Jeff Baxter has been known to play a range of different guitars over his career. Among the more unlikely models he’s wielded is a Burns Bison that he purchased “for 25 bucks and a six-pack of Bud,” he tells Guitar Player.
As it turns out, that very guitar made an appearance when Baxter performed on disco queen Donna Summer’s Giorgio Moroder–produced 1979 album, Bad Girls, including his solo on the hit single “Hot Stuff.”
“I didn’t really want to do the same old stuff,” Baxter explains, “so when Giorgio said that I could play whatever I wanted, I said that was fine with me.
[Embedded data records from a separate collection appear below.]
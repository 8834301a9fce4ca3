//! Server configuration module

use serde::{Deserialize, Serialize};

/// HTTP server configuration
#[derive(Debug, Clone, Deserialize, Serialize)]
#[serde(default)]
pub struct ServerConfig {
    /// Server host address
    pub host: String,

    /// Server port
    pub port: u16,

    /// Worker threads (0 = number of CPU cores)
    pub workers: usize,

    /// Maximum JSON payload size in bytes
    pub max_payload_size: usize,
}

impl Default for ServerConfig {
    fn default() -> Self {
        Self {
            host: String::from("127.0.0.1"),
            port: 8080,
            workers: 0,
            max_payload_size: default_max_payload_size(),
        }
    }
}

impl ServerConfig {
    /// Create a new server configuration
    pub fn new(host: impl Into<String>, port: u16) -> Self {
        Self {
            host: host.into(),
            port,
            ..Default::default()
        }
    }

    /// Get the bind address
    pub fn bind_address(&self) -> String {
        format!("{}:{}", self.host, self.port)
    }
}

/// CORS configuration
#[derive(Debug, Clone, Deserialize, Serialize)]
#[serde(default)]
pub struct CorsConfig {
    /// Comma-separated list of allowed origins; empty or "*" allows any origin
    pub allowed_origins: String,

    /// Max age for preflight cache in seconds
    pub max_age: usize,
}

impl Default for CorsConfig {
    fn default() -> Self {
        Self {
            allowed_origins: String::new(),
            max_age: 3600,
        }
    }
}

impl CorsConfig {
    /// Parsed list of explicit origins, empty when any origin is allowed
    pub fn origins(&self) -> Vec<String> {
        self.allowed_origins
            .split(',')
            .map(str::trim)
            .filter(|origin| !origin.is_empty() && *origin != "*")
            .map(String::from)
            .collect()
    }
}

fn default_max_payload_size() -> usize {
    256 * 1024 // 256 KB
}

#[cfg(test)]
mod tests {
    use super::*;

    #[test]
    fn test_bind_address() {
        let config = ServerConfig::new("0.0.0.0", 3000);
        assert_eq!(config.bind_address(), "0.0.0.0:3000");
    }

    #[test]
    fn test_cors_origins() {
        let config = CorsConfig {
            allowed_origins: "https://portal.example.edu, https://admin.example.edu,".to_string(),
            ..Default::default()
        };
        assert_eq!(
            config.origins(),
            vec!["https://portal.example.edu", "https://admin.example.edu"]
        );

        let any = CorsConfig {
            allowed_origins: "*".to_string(),
            ..Default::default()
        };
        assert!(any.origins().is_empty());
    }
}
use actix_web::{http::StatusCode, HttpResponse};
pub use gp_shared::ErrorResponse;

// Extension trait for ErrorResponse to add actix-web specific methods
pub trait ErrorResponseExt {
    fn to_response(&self, status: StatusCode) -> HttpResponse;
}

impl ErrorResponseExt for ErrorResponse {
    fn to_response(&self, status: StatusCode) -> HttpResponse {
        HttpResponse::build(status).json(self)
    }
}
//! Recording provider doubles shared by service tests

use std::sync::atomic::{AtomicBool, Ordering};
use std::sync::Mutex;

use async_trait::async_trait;

use crate::services::notification::{EmailMessage, EmailSender, SmsSender};

#[derive(Default)]
pub(crate) struct RecordingEmailSender {
    pub sent: Mutex<Vec<EmailMessage>>,
    pub fail: AtomicBool,
}

impl RecordingEmailSender {
    pub fn failing() -> Self {
        let sender = Self::default();
        sender.fail.store(true, Ordering::SeqCst);
        sender
    }

    pub fn sent(&self) -> Vec<EmailMessage> {
        self.sent.lock().unwrap().clone()
    }
}

#[async_trait]
impl EmailSender for RecordingEmailSender {
    async fn send_email(&self, message: &EmailMessage) -> Result<String, String> {
        if self.fail.load(Ordering::SeqCst) {
            return Err("SMTP connection refused".to_string());
        }
        let mut sent = self.sent.lock().unwrap();
        sent.push(message.clone());
        Ok(format!("mail-{}", sent.len()))
    }

    fn provider_name(&self) -> &str {
        "Recording"
    }
}

#[derive(Default)]
pub(crate) struct RecordingSmsSender {
    pub sent: Mutex<Vec<(String, String)>>,
    pub fail: AtomicBool,
}

impl RecordingSmsSender {
    pub fn sent(&self) -> Vec<(String, String)> {
        self.sent.lock().unwrap().clone()
    }
}

#[async_trait]
impl SmsSender for RecordingSmsSender {
    async fn send_sms(&self, phone: &str, body: &str) -> Result<String, String> {
        if self.fail.load(Ordering::SeqCst) {
            return Err("Twilio returned 503".to_string());
        }
        let mut sent = self.sent.lock().unwrap();
        sent.push((phone.to_string(), body.to_string()));
        Ok(format!("SM{}", sent.len()))
    }

    fn provider_name(&self) -> &str {
        "Recording"
    }
}
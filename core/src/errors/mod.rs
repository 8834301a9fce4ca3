//! Domain-specific error types and error handling.

mod types;

#[cfg(test)]
mod tests;

pub use types::{DeliveryError, TokenError, ValidationError};

use thiserror::Error;

/// Core domain errors (general purpose)
#[derive(Error, Debug)]
pub enum DomainError {
    #[error("Validation error: {message}")]
    Validation { message: String },

    #[error("Resource not found: {resource}")]
    NotFound { resource: String },

    #[error("Unauthorized access")]
    Unauthorized,

    #[error("Internal error: {message}")]
    Internal { message: String },

    // Bridge to specific error types
    #[error(transparent)]
    Token(#[from] TokenError),

    #[error(transparent)]
    ValidationErr(#[from] ValidationError),

    #[error(transparent)]
    Delivery(#[from] DeliveryError),
}

/// Coarse classification of a [`DomainError`], used by transports to pick a status code
#[derive(Debug, Clone, Copy, PartialEq, Eq)]
pub enum ErrorKind {
    Validation,
    NotFound,
    Gone,
    InvalidState,
    Delivery,
    Unauthorized,
    Internal,
}

impl DomainError {
    pub fn kind(&self) -> ErrorKind {
        match self {
            DomainError::Validation { .. } | DomainError::ValidationErr(_) => ErrorKind::Validation,
            DomainError::NotFound { .. } => ErrorKind::NotFound,
            DomainError::Unauthorized => ErrorKind::Unauthorized,
            DomainError::Internal { .. } => ErrorKind::Internal,
            DomainError::Delivery(_) => ErrorKind::Delivery,
            DomainError::Token(err) => match err {
                TokenError::Unknown | TokenError::NotFound => ErrorKind::NotFound,
                TokenError::Gone => ErrorKind::Gone,
                TokenError::NotActive { .. } => ErrorKind::InvalidState,
                TokenError::DuplicateValue | TokenError::GenerationFailed => ErrorKind::Internal,
            },
        }
    }

    /// Machine readable error code
    pub fn code(&self) -> &'static str {
        match self {
            DomainError::Validation { .. } => "VALIDATION_ERROR",
            DomainError::NotFound { .. } => "NOT_FOUND",
            DomainError::Unauthorized => "UNAUTHORIZED",
            DomainError::Internal { .. } => "INTERNAL_ERROR",
            DomainError::Token(err) => err.code(),
            DomainError::ValidationErr(err) => err.code(),
            DomainError::Delivery(err) => err.code(),
        }
    }

    /// Shorthand for an internal error carrying a message
    pub fn internal(message: impl Into<String>) -> Self {
        DomainError::Internal {
            message: message.into(),
        }
    }
}

pub type DomainResult<T> = Result<T, DomainError>;
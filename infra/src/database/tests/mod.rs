//! Unit tests for the database module

mod mysql_repository_tests;
//! Delivery of guardian links over email and SMS

use std::sync::Arc;

use gp_shared::utils::{
    is_valid_email, is_valid_phone_number, mask_email, mask_phone_number, normalize_phone_number,
};

use crate::domain::entities::access_token::DeliveryChannel;
use crate::domain::entities::student::Student;
use crate::domain::value_objects::issuance::{
    ChannelStatus, DeliveryOutcome, ItemError, RecipientOverride,
};
use crate::errors::{DeliveryError, ValidationError};

use super::message::{guardian_email, guardian_sms};
use super::traits::{EmailSender, SmsSender};

/// Sends the guardian link through the channels a token was issued for
///
/// Failures are returned inside the [`DeliveryOutcome`]; nothing here is retried.
pub struct NotificationDispatcher {
    email: Arc<dyn EmailSender>,
    sms: Arc<dyn SmsSender>,
}

impl NotificationDispatcher {
    pub fn new(email: Arc<dyn EmailSender>, sms: Arc<dyn SmsSender>) -> Self {
        Self { email, sms }
    }

    /// Deliver `url` to the guardian of `student`
    ///
    /// Contacts in `recipient` take precedence over the ones stored on the student.
    pub async fn deliver(
        &self,
        student: &Student,
        recipient: Option<&RecipientOverride>,
        channel: DeliveryChannel,
        semester: u32,
        url: &str,
    ) -> DeliveryOutcome {
        let mut outcome = DeliveryOutcome::not_requested();

        if channel.includes_email() {
            let address = pick_contact(
                recipient.and_then(|r| r.email.as_deref()),
                student.guardian_email.as_deref(),
            );
            outcome.email = match self.send_email(student, address, semester, url).await {
                Ok(()) => ChannelStatus::Sent,
                Err(error) => {
                    outcome.errors.push(error);
                    ChannelStatus::Failed
                }
            };
        }

        if channel.includes_sms() {
            let phone = pick_contact(
                recipient.and_then(|r| r.phone.as_deref()),
                student.guardian_phone.as_deref(),
            );
            outcome.sms = match self.send_sms(student, phone, semester, url).await {
                Ok(()) => ChannelStatus::Sent,
                Err(error) => {
                    outcome.errors.push(error);
                    ChannelStatus::Failed
                }
            };
        }

        outcome
    }

    async fn send_email(
        &self,
        student: &Student,
        address: Option<&str>,
        semester: u32,
        url: &str,
    ) -> Result<(), ItemError> {
        let address = address.ok_or_else(|| {
            delivery_item(DeliveryError::MissingContact {
                channel: "email".to_string(),
            })
        })?;
        if !is_valid_email(address) {
            let err = ValidationError::InvalidEmail;
            return Err(ItemError::new(err.code(), err.to_string()));
        }

        let message = guardian_email(address, &student.full_name, semester, url);
        match self.email.send_email(&message).await {
            Ok(message_id) => {
                tracing::info!(
                    student_id = %student.id,
                    to = %mask_email(address),
                    provider = self.email.provider_name(),
                    message_id = %message_id,
                    "Guardian email sent"
                );
                Ok(())
            }
            Err(message) => {
                tracing::error!(
                    student_id = %student.id,
                    to = %mask_email(address),
                    provider = self.email.provider_name(),
                    error = %message,
                    "Guardian email failed"
                );
                Err(delivery_item(DeliveryError::Email { message }))
            }
        }
    }

    async fn send_sms(
        &self,
        student: &Student,
        phone: Option<&str>,
        semester: u32,
        url: &str,
    ) -> Result<(), ItemError> {
        let phone = phone.ok_or_else(|| {
            delivery_item(DeliveryError::MissingContact {
                channel: "phone".to_string(),
            })
        })?;
        if !is_valid_phone_number(phone) {
            let err = ValidationError::InvalidPhone;
            return Err(ItemError::new(err.code(), err.to_string()));
        }
        let phone = normalize_phone_number(phone);

        let body = guardian_sms(&student.full_name, semester, url);
        match self.sms.send_sms(&phone, &body).await {
            Ok(message_id) => {
                tracing::info!(
                    student_id = %student.id,
                    to = %mask_phone_number(&phone),
                    provider = self.sms.provider_name(),
                    message_id = %message_id,
                    "Guardian SMS sent"
                );
                Ok(())
            }
            Err(message) => {
                tracing::error!(
                    student_id = %student.id,
                    to = %mask_phone_number(&phone),
                    provider = self.sms.provider_name(),
                    error = %message,
                    "Guardian SMS failed"
                );
                Err(delivery_item(DeliveryError::Sms { message }))
            }
        }
    }
}

fn pick_contact<'a>(preferred: Option<&'a str>, stored: Option<&'a str>) -> Option<&'a str> {
    preferred
        .map(str::trim)
        .filter(|c| !c.is_empty())
        .or_else(|| stored.map(str::trim).filter(|c| !c.is_empty()))
}

fn delivery_item(error: DeliveryError) -> ItemError {
    ItemError::new(error.code(), error.to_string())
}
I showed up with my Burns Bison.
"I heard the track, went in and played the solo. I came out and said, ‘What do you think?’ Giorgio said, ‘It’s exactly what we want. We want to move Donna away from just pure disco and give it a rock feel.’ From what I’ve read, that’s the impression the majority of people got from mating that kind of guitar playing to her tracks.”
As you might expect, Baxter had plenty of guitars to choose from when tracking his new album, Speed of Heat. “There’s a few,” he offers.
“Probably the star guitar was a Roland-Ready Strat – it’s a Mexican Strat that I had ripped apart and refretted. I put some Skunk-o-Sonic pickups in it and have used that guitar pretty much throughout the project.”
Both lap and pedal-steel guitars make appearances, notably on the tracks “Bad Move” and “The Rose,” respectively. “On ‘Bad Move,’ there’s a Peavey Electronics lap steel that Hartley [Peavey] gave me,” Baxter reveals. “The pedal steel is a Sho-Bud Super Pro that was custom made for me. I’ve had it since the late ’70s, and it’s sensational.”
Other guitars used include classical, acoustic, and a 12-string baritone.
“Henry at Manny’s gave me an Ovation years ago – he literally took it off the wall and gave it to me,” Baxter says. “That’s on the record. The other acoustics are Bedell, and they’re the finest acoustic guitars in the world, bar none. I also used a baritone guitar on it – a Veillette-Citron 12-string. There’s some different instruments, but the core instrument was definitely that Roland-Ready Strat. It’s a guitar that offers me endless possibilities.”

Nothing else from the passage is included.